Dalam ad-Dlarury fi as-Siyasah, yang merupakan ikhtisar dari buku Politeia/Republik karya Plato, Ia berkata demikian:
أما تعليمهم الأخلاق/الطاعة وتربيتهم عليها، فذلك يكون بطريقين: أحدها الرياضة والثاني بالموسيقى. الرياضة لإكساب الجسم فضيلته الحق اي الصحة والموسيقى لتهذيب النفس وتحصيل الفضائل
“Dalam rangka mengajarkan dan mendidik moral masyarakat, itu bisa dilakukan dengan dua cara: pertama dengan olah raga dan kedua melalui seni musik. Yang pertama untuk memperoleh kesehatan fisik, sedangkan yang kedua untuk penyucian jiwa dan memperoleh keutamaan-keutamaan.”
Keduanya, yakni penjaskes dan (pendidikan) musik idealnya berjalan beriringan supaya seseorang memiliki kepribadian yang seimbang: tidak hanya kuat dan berani secara fisik dan mental, tetapi juga halus serta lembut budi dan peringai. Meneruskan wasiat Plato, Ibn Rusyd menyampaikan:
ولذلك أوصى أفلاطون بأن لا يقتصر هؤلاء على الرياضة بلا موسيقى أو على موسيقى بدون رياضة. ذلك لأن الموسيقى وحدها تحمل النفس على اللين وتصيرها ضعيفة في غاية الخمول والدعة، وخاصة عندما تعزف اللينة من ألحانها. كذلك الرياضة، فإنها إذا عملت بمفردها تجعل النفس في غاية الغضب، فلا تقبل الأقاويل الإقناعية…
“Demi hal itu, Plato berwasiat agar masyarakat tidak hanya mendidik raga tanpa musik, atau bermusik tanpa olah raga. Sebab, musik semata membuat jiwa jadi lembut cenderung kalut, terlebih jika nada yang dimainkan adalah nada melankolis. Demikian juga, olahraga semata membuat jiwa gampang emosi, sehingga sulit menerima nasihat-nasihat lembut.”
Apa yang Ibn Rusyd maksud dengan musik? Ia melanjutkan:
وأعني بالموسيقى الأقاويل المحكية التي يرافقها اللحن والتي يحصل بها تهذيبهم
“Yang aku maksud dengan musik adalah lirik yang digubah dengan iringan melodi dan dengannya tercapailah penyucian jiwa masyarakat.”
Dalam pengertiannya itu, aspek substansial dalam musik menurut Ibn Rusyd adalah lirik-liriknya. Lirik adalah kunci dalam menyampaikan pesan-pesan keutamaan untuk memperoleh penyucian jiwa. Sedangkan alunan melodi dibuat untuk menambah efek demi tercapainya tujuan yang dimaksud.

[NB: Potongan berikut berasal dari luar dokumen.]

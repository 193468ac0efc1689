//! AdapterRuntime (C3): the uniform invocation layer over the four adapter shapes.
//!
//! Generalizes the teacher's `trait Provider` (`providers/mod.rs`) — same async-trait shape,
//! same "unsupported capability errors by default" idiom — but keyed by adapter *shape*
//! rather than vendor name. This replaces the teacher's `create_provider()` factory (which
//! matched on strings like `"openai"`/`"anthropic"`/`"groq"`) with a four-arm match over
//! [`crate::provider::AdapterConfig`].

pub mod http_sdk;
pub mod local;
pub mod proxy;
pub mod spawn_cli;

use std::pin::Pin;
use std::sync::Arc;
use std::time::Instant;

use async_trait::async_trait;
use futures::Stream;
use tokio_util::sync::CancellationToken;

use crate::credentials::CredentialService;
use crate::error::AdapterError;
use crate::models::StreamChunk;
use crate::provider::{AdapterConfig, Provider};

#[derive(Debug, Clone, Copy, PartialEq, Eq)]
pub enum RequestKind {
    Chat,
    Embeddings,
    ModelsList,
}

/// A request normalized to the OpenAI wire shape, ready for an adapter's
/// `normalize_request` to translate into whatever the upstream actually expects.
#[derive(Debug, Clone)]
pub struct NormalizedRequest {
    pub kind: RequestKind,
    pub payload: serde_json::Value,
    pub streaming: bool,
}

pub type ChunkStream = Pin<Box<dyn Stream<Item = Result<StreamChunk, AdapterError>> + Send>>;

pub enum AdapterResponse {
    Complete(serde_json::Value),
    Stream(ChunkStream),
}

/// Per-invocation deadline and cancellation, honored at every suspension point inside an
/// adapter (HTTP read/write, child-process I/O, timer waits) per spec §5.
#[derive(Clone)]
pub struct InvocationContext {
    pub deadline: Instant,
    pub cancel: CancellationToken,
}

impl InvocationContext {
    pub fn remaining(&self) -> std::time::Duration {
        self.deadline.saturating_duration_since(Instant::now())
    }
}

#[async_trait]
pub trait AdapterRuntime: Send + Sync {
    async fn invoke(
        &self,
        ctx: &InvocationContext,
        request: NormalizedRequest,
    ) -> Result<AdapterResponse, AdapterError>;

    /// A minimal request per adapter shape: `GET /models` for http-sdk/local, a one-token
    /// no-op completion with a 2s deadline for spawn-cli.
    async fn health_probe(&self) -> Result<(), String>;
}

/// Build the adapter for one provider record. Drops the teacher's vendor-enumeration
/// factory entirely: there is no per-vendor module here, only one implementation per
/// adapter shape.
pub fn build_adapter(
    provider: &Provider,
    credentials: Arc<CredentialService>,
) -> Result<Arc<dyn AdapterRuntime>, AdapterError> {
    provider
        .adapter
        .validate()
        .map_err(|message| AdapterError::Configuration { message })?;

    match &provider.adapter {
        AdapterConfig::HttpSdk { .. } => Ok(Arc::new(http_sdk::HttpSdkAdapter::new(
            provider.id.clone(),
            provider.adapter.clone(),
            credentials,
        )?)),
        AdapterConfig::Proxy { .. } => Ok(Arc::new(proxy::ProxyAdapter::new(
            provider.adapter.clone(),
        )?)),
        AdapterConfig::Local { .. } => Ok(Arc::new(local::LocalAdapter::new(
            provider.adapter.clone(),
        )?)),
        AdapterConfig::SpawnCli { .. } => Ok(Arc::new(spawn_cli::SpawnCliAdapter::new(
            provider.adapter.clone(),
        )?)),
    }
}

Musik yang tidak ideal menurut Ibn Rusyd adalah musik yang memuat pesan-pesan untuk memperoleh kenikmatan ragawi. Musik semacam ini perlu dijauhi oleh masyarakat. Biasanya, kata Ibn Rusyd, musik semacam itu ada dalam syair-syair yang digubah bangsa Arab. Ia mengatakan demikian:
وينبغي أن يجتنبوا أكثر من أي شيء آخر الأقاويل المحركة إلى اللذات وهذه موجودة كثيرا في أشعار العرب
“Sepatutnya masyarakat benar-benar menjauhi perkataan-perkataan yang merangsang kepada kenikmatan jasmani. Perkataan-perkataan semacam itu kerap terdapat di syair-syair bangsa Arab.”

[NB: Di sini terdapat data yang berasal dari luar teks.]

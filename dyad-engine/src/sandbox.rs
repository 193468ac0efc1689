//! Sandbox (C4): resource-capped child process execution for `spawn-cli` adapters.
//!
//! There is nothing in the teacher repo that spawns child processes, so this module is
//! grounded on the pack's process-execution idiom instead (the wasmCloud-style
//! `tokio::process::Command` with `Stdio::piped()` and `kill_on_drop(true)`), combined with
//! `libc::setrlimit` applied through `pre_exec` for memory/CPU caps and `nix::sys::signal` for
//! the graceful-then-forceful shutdown escalation spec.md's sandbox section calls for.

use std::process::Stdio;
use std::sync::Arc;
use std::time::Duration;

use nix::sys::signal::{self, Signal};
use nix::unistd::Pid;
use thiserror::Error;
use tokio::io::{AsyncRead, AsyncWrite};
use tokio::process::{Child, Command};
use tokio::sync::Semaphore;
use tracing::warn;

use crate::provider::SandboxConfig;

#[derive(Debug, Error)]
pub enum SandboxError {
    #[error("sandbox is at capacity")]
    Overloaded,
    #[error("failed to spawn sandboxed process: {0}")]
    Spawn(String),
    #[error("sandboxed process exceeded its wall-clock timeout")]
    Timeout,
    #[error("sandboxed process exited with status {0}")]
    NonZeroExit(i32),
    #[error("sandboxed process was killed by signal {0}")]
    Killed(i32),
    #[error("io error communicating with sandboxed process: {0}")]
    Io(String),
}

fn parse_byte_limit(spec: &str) -> u64 {
    let spec = spec.trim().to_ascii_lowercase();
    let (digits, mult): (&str, u64) = if let Some(n) = spec.strip_suffix("gb") {
        (n, 1024 * 1024 * 1024)
    } else if let Some(n) = spec.strip_suffix("mb") {
        (n, 1024 * 1024)
    } else if let Some(n) = spec.strip_suffix("kb") {
        (n, 1024)
    } else {
        (spec.as_str(), 1)
    };
    digits.trim().parse::<u64>().unwrap_or(0) * mult
}

/// A bounded pool enforcing a concurrency ceiling across all sandboxed child processes, plus
/// per-process memory/CPU rlimits, non-root uid, and a graceful-SIGTERM-then-SIGKILL shutdown
/// escalation on timeout or cancellation.
pub struct Sandbox {
    semaphore: Arc<Semaphore>,
}

impl Sandbox {
    pub fn new(max_concurrent: usize) -> Self {
        Self {
            semaphore: Arc::new(Semaphore::new(max_concurrent.max(1))),
        }
    }

    /// Spawn `command`/`args` under the given resource caps. Returns a live `Child` with stdin
    /// and stdout already piped; the caller drives the newline-delimited protocol.
    pub async fn spawn(
        &self,
        command: &str,
        args: &[String],
        config: Option<&SandboxConfig>,
    ) -> Result<SandboxedChild, SandboxError> {
        let permit = self
            .semaphore
            .clone()
            .try_acquire_owned()
            .map_err(|_| SandboxError::Overloaded)?;

        let mut cmd = Command::new(command);
        cmd.args(args)
            .stdin(Stdio::piped())
            .stdout(Stdio::piped())
            .stderr(Stdio::piped())
            .kill_on_drop(true);

        if let Some(config) = config {
            apply_limits(&mut cmd, config);
        }

        let child = cmd.spawn().map_err(|e| SandboxError::Spawn(e.to_string()))?;
        let timeout = config
            .map(|c| Duration::from_secs(c.timeout_seconds))
            .unwrap_or(Duration::from_secs(60));

        Ok(SandboxedChild {
            child,
            _permit: permit,
            timeout,
        })
    }
}

#[cfg(unix)]
fn apply_limits(cmd: &mut Command, config: &SandboxConfig) {
    use std::os::unix::process::CommandExt;

    let memory_bytes = parse_byte_limit(&config.memory_limit);
    let uid = config.uid;

    unsafe {
        cmd.pre_exec(move || {
            if memory_bytes > 0 {
                let limit = libc::rlimit {
                    rlim_cur: memory_bytes,
                    rlim_max: memory_bytes,
                };
                libc::setrlimit(libc::RLIMIT_AS, &limit);
            }
            if uid != 0 {
                if libc::setuid(uid) != 0 {
                    return Err(std::io::Error::last_os_error());
                }
            }
            Ok(())
        });
    }
}

#[cfg(not(unix))]
fn apply_limits(_cmd: &mut Command, _config: &SandboxConfig) {}

pub struct SandboxedChild {
    child: Child,
    _permit: tokio::sync::OwnedSemaphorePermit,
    timeout: Duration,
}

impl SandboxedChild {
    pub fn stdin(&mut self) -> impl AsyncWrite + Unpin + '_ {
        self.child.stdin.as_mut().expect("stdin piped at spawn")
    }

    pub fn stdout(&mut self) -> impl AsyncRead + Unpin + '_ {
        self.child.stdout.as_mut().expect("stdout piped at spawn")
    }

    pub fn stderr(&mut self) -> impl AsyncRead + Unpin + '_ {
        self.child.stderr.as_mut().expect("stderr piped at spawn")
    }

    pub fn timeout(&self) -> Duration {
        self.timeout
    }

    /// Wait for natural exit, enforcing the configured wall-clock timeout. On timeout, escalate
    /// through SIGTERM, a 2-second grace window, then SIGKILL.
    pub async fn wait(&mut self) -> Result<(), SandboxError> {
        match tokio::time::timeout(self.timeout, self.child.wait()).await {
            Ok(Ok(status)) if status.success() => Ok(()),
            Ok(Ok(status)) => match status.code() {
                Some(code) => Err(SandboxError::NonZeroExit(code)),
                None => Err(SandboxError::Killed(
                    status.signal().unwrap_or(libc::SIGKILL),
                )),
            },
            Ok(Err(e)) => Err(SandboxError::Io(e.to_string())),
            Err(_) => {
                self.terminate().await;
                Err(SandboxError::Timeout)
            }
        }
    }

    /// Graceful-then-forceful shutdown, used both on timeout and on upstream cancellation.
    pub async fn terminate(&mut self) {
        if let Some(pid) = self.child.id() {
            let pid = Pid::from_raw(pid as i32);
            if signal::kill(pid, Signal::SIGTERM).is_err() {
                return;
            }
            tokio::select! {
                _ = self.child.wait() => return,
                _ = tokio::time::sleep(Duration::from_secs(2)) => {}
            }
            if signal::kill(pid, Signal::SIGKILL).is_err() {
                warn!(pid = pid.as_raw(), "failed to SIGKILL sandboxed process");
            }
            let _ = self.child.wait().await;
        }
    }
}

#[cfg(unix)]
trait ExitStatusExt {
    fn signal(&self) -> Option<i32>;
}

#[cfg(unix)]
impl ExitStatusExt for std::process::ExitStatus {
    fn signal(&self) -> Option<i32> {
        use std::os::unix::process::ExitStatusExt;
        ExitStatusExt::signal(self)
    }
}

Saat ini pun, mungkin masyarakat kita juga perlu teliti dalam mendengarkan lagu-lagu berbahasa Arab. Sebab, tidak jarang disangka orang-orang, bahwa semua lagu berbahasa Arab pasti selawatan. Padahal, tidak selalu demikian. Banyak juga yang berisi ajakan menggoyang ranjang.
Problem syair orang-orang Arab sesungguhnya bukan hanya mengajak kepada kenikmatan ragawi. Di masa pra-islam, syair digunakan oleh orang Arab untuk pemujaan terhadap berhala-berhala sesembahan mereka. Pada saat itu, menurut Henry George Farmer, para penyair juga merupakan ahli nujum dan ahli sihir. (Syair sendiri dalam bahasa Arab berasal dari kata sya-‘a-ra yang berarti ‘mengamati hal-hal yang tersembunyi/gaib).

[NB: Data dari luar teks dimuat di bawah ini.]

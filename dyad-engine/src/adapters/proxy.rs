//! The `proxy` adapter: raw pass-through to an upstream that already speaks the wire protocol
//! the client used, per spec §4.3. No request/response translation beyond header rewriting —
//! grounded on the teacher's `http_client.rs` reqwest usage, stripped of the SDK-shape
//! normalization the `http-sdk` adapter does.

use std::time::Duration;

use async_stream::stream;
use async_trait::async_trait;
use reqwest::header::{HeaderMap, HeaderName, HeaderValue};
use reqwest::Client;

use crate::adapters::{AdapterResponse, AdapterRuntime, InvocationContext, NormalizedRequest};
use crate::error::AdapterError;
use crate::models::StreamChunk;
use crate::provider::AdapterConfig;

pub struct ProxyAdapter {
    http: Client,
    proxy_url: String,
    header_rewrites: std::collections::HashMap<String, String>,
    remove_headers: Vec<String>,
}

impl ProxyAdapter {
    pub fn new(config: AdapterConfig) -> Result<Self, AdapterError> {
        let AdapterConfig::Proxy {
            proxy_url,
            header_rewrites,
            remove_headers,
            timeout,
        } = config
        else {
            return Err(AdapterError::Configuration {
                message: "expected proxy adapter config".to_string(),
            });
        };

        let http = Client::builder()
            .timeout(timeout)
            .build()
            .map_err(|e| AdapterError::Configuration {
                message: format!("failed to build http client: {e}"),
            })?;

        Ok(Self {
            http,
            proxy_url,
            header_rewrites,
            remove_headers,
        })
    }

    fn build_headers(&self) -> HeaderMap {
        let mut headers = HeaderMap::new();
        for (k, v) in &self.header_rewrites {
            if self.remove_headers.iter().any(|r| r.eq_ignore_ascii_case(k)) {
                continue;
            }
            if let (Ok(name), Ok(value)) = (
                HeaderName::from_bytes(k.as_bytes()),
                HeaderValue::from_str(v),
            ) {
                headers.insert(name, value);
            }
        }
        headers
    }
}

#[async_trait]
impl AdapterRuntime for ProxyAdapter {
    async fn invoke(
        &self,
        ctx: &InvocationContext,
        request: NormalizedRequest,
    ) -> Result<AdapterResponse, AdapterError> {
        let send = self
            .http
            .post(&self.proxy_url)
            .headers(self.build_headers())
            .json(&request.payload)
            .send();

        let response = tokio::select! {
            _ = ctx.cancel.cancelled() => return Err(AdapterError::Cancelled),
            r = tokio::time::timeout(ctx.remaining().min(Duration::from_secs(300)), send) => r,
        };

        let response = match response {
            Err(_) => return Err(AdapterError::Timeout),
            Ok(Err(e)) => return Err(AdapterError::Network(e.to_string())),
            Ok(Ok(resp)) => resp,
        };

        if !response.status().is_success() {
            let status = response.status().as_u16();
            let message = response.text().await.unwrap_or_default();
            return Err(AdapterError::Upstream { status, message });
        }

        if !request.streaming {
            let value = response
                .json::<serde_json::Value>()
                .await
                .map_err(|e| AdapterError::Protocol {
                    message: format!("failed to parse upstream response: {e}"),
                })?;
            return Ok(AdapterResponse::Complete(value));
        }

        let cancel = ctx.cancel.clone();
        let byte_stream = response.bytes_stream();
        let stream = stream! {
            use futures::StreamExt;
            let mut byte_stream = Box::pin(byte_stream);
            let mut buffer = String::new();
            loop {
                let next = tokio::select! {
                    _ = cancel.cancelled() => break,
                    n = byte_stream.next() => n,
                };
                let Some(chunk) = next else { break };
                let chunk = match chunk {
                    Ok(c) => c,
                    Err(e) => {
                        yield Err(AdapterError::Network(e.to_string()));
                        break;
                    }
                };
                buffer.push_str(&String::from_utf8_lossy(&chunk));
                while let Some(pos) = buffer.find('\n') {
                    let line = buffer[..pos].trim().to_string();
                    buffer.drain(..=pos);
                    let Some(data) = line.strip_prefix("data: ") else { continue };
                    if data == "[DONE]" {
                        return;
                    }
                    match serde_json::from_str::<StreamChunk>(data) {
                        Ok(parsed) => yield Ok(parsed),
                        Err(e) => yield Err(AdapterError::Protocol { message: e.to_string() }),
                    }
                }
            }
        };
        Ok(AdapterResponse::Stream(Box::pin(stream)))
    }

    async fn health_probe(&self) -> Result<(), String> {
        self.http
            .get(&self.proxy_url)
            .timeout(Duration::from_secs(2))
            .send()
            .await
            .map(|_| ())
            .map_err(|e| e.to_string())
    }
}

Setelah Islam datang, syair sebagai sebuah kesenian tidak lantas dibumihanguskan. Ia dimodifikasi sesuai dengan citarasa nilai-nilai Islam. Sehingga, para penyair pra-Islam tersebut merasa memperoleh tempat untuk aktualisasi diri dalam naungan Islam. Lahirlah generasi penyair awal Islam seperti Hasan bin Tsabit dan Ka’ab bin Zuhair. Syair-syair yang digubah, selain untuk memenuhi kebutuhan estetis, juga mengilhami tindakan kepahlawanan bangsa Arab. Para penyair itu jualah yang menjadi juru bicara politik dan penyampai gagasan keagamaan kelompok-kelompok suku Arab saat itu.
Kembali lagi ke pandangan Ibnu Rusyd, ia mendorong supaya anak-anak dididik menggunakan musik untuk melatih sensitivitas etis dan estetis mereka, karena musik sejatinya merupakan “kerinduan kepada keindahan sejati” (‘isyq li al-husni bi ad-dzaat).
Jika sejak awal anak-anak dilatih seni musik atau diperdengarkan musik yang ideal, maka mereka akan menjadi generasi yang mambangun negara ideal (al-madinah al-fadlilah). Menurutnya, salah satu faktor bobroknya moral suatu bangsa adalah ‘degradasi musikal’ yang dialami masyarakatnya. Dan, hari ini, kita bisa mendengar degradasi tersebut dari sound-sound system yang memekakkan telinga.